Thursday, June 14, 2007

Mumbai / Bombay

Our final 4 nights in India were spent in Mumbai &, as in the rest of the country, the word "contrasts" sprang to mind. About a third of Mumbai's 16 million people live on the streets & we were confronted with the poverty even before we landed. We flew in over tens of 1000s of makeshift homes huddled around the runways in a higgledy-piggedly mass of wooden planks, corrugated iron & plastic sheeting. The taxi taking us into town sped us past mile after mile of shacks & tents piled up on the pavements, with people spilling out onto the rooves & the roads - washing, eating, sleeping wherever they could.

These economic migrants pour into Mumbai from all over India to live in unbelievable squalor while aspiring, no doubt, to a share of the amazing wealth produced in the city. 40% of India's Gross national Product is generated here, it's port handles half of the country's foreign trade & Bollywood, which is based there, is the world's biggest film industry. There's a lot of money sloshing around in Mumbai.

Our top priority in the city was to get the 60 day visa we needed for our trip to Thailand - which the Thai consulate in Mumbai was unable to give us! As UK citizens we can visit Thailand for 30 days without a visa, so our plans have not come completely unstuck. We'll probably have to make a trip across the Cambodian border after a month & then re-enter Thailand to qualify for a further 30 days stay - we'll let you know how that works out! In the meantime, our brief, if unsuccessful, visit to the consulate left us with more time than we anticipated to explore Mumbai.
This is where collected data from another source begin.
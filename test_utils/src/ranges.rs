// SPDX-License-Identifier: MIT

use std::ops::Range;

/// Asserts that `ranges` are in order, disjoint, and cover `0..len` exactly
/// once.
pub fn assert_exact_cover(ranges: &[Range<usize>], len: usize) {
    let mut expected_start = 0;
    for (index, range) in ranges.iter().enumerate() {
        assert_eq!(
            range.start, expected_start,
            "range {index} ({range:?}) leaves a gap or overlaps"
        );
        assert!(range.start <= range.end, "range {index} is inverted");
        expected_start = range.end;
    }
    assert_eq!(expected_start, len, "ranges do not reach the end");
}

/// Asserts that range sizes differ by at most one and that larger ranges come
/// first.
pub fn assert_balanced(ranges: &[Range<usize>]) {
    for pair in ranges.windows(2) {
        let (first, second) = (pair[0].len(), pair[1].len());
        assert!(
            first == second || first == second + 1,
            "unbalanced neighbours {:?} and {:?}",
            pair[0],
            pair[1]
        );
    }
    if let (Some(first), Some(last)) = (ranges.first(), ranges.last()) {
        assert!(first.len() - last.len() <= 1);
    }
}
From our base in the leafy side streets of Colaba (just a stone's throw from India's most luxurious hotel, the Taj Mahal Hotel, where we managed to afford 1 very expensive lunch!) we visited the Prince of Wales museum, the Jahangir Art Gallery, the Gandhi Museum, the hanging Gardens on Malibar Hill & the Gateway of India. We walked from Naruman Point along Marine Drive which sweeps around Back Bay to Chowpatty beach & Malibar Point with wonderful views out over the Arabian Sea. We found a favourite haunt in the form of the 19th C Leopold Cafe on the Colaba Highway. We fought our way there day & night through the crowds swarming around the stalls that lined the pillared arcades all along the roadside. The masses finally drifted away only as midnight approached & the stallholders settled down to sleep on their trestle tables & in the doorways, along with the beggars & the street children.

Mumbai was hot, humid & busy but we enjoyed it nonetheless. Maybe we'd grown accustomed to the heat, the dirt & the chaos during our 3 months sojourn in India, maybe it's less of a culture shock to Western travellers than our starting point of New Delhi or maybe we were made tolerant by the knowledge that we only had a few more days to endure. Whatever the reason we found it a tolerable place to bid farewell to a country which had provoked many mixed feelings in us - & it was nice to see the city where Matthew had lived for 9 months.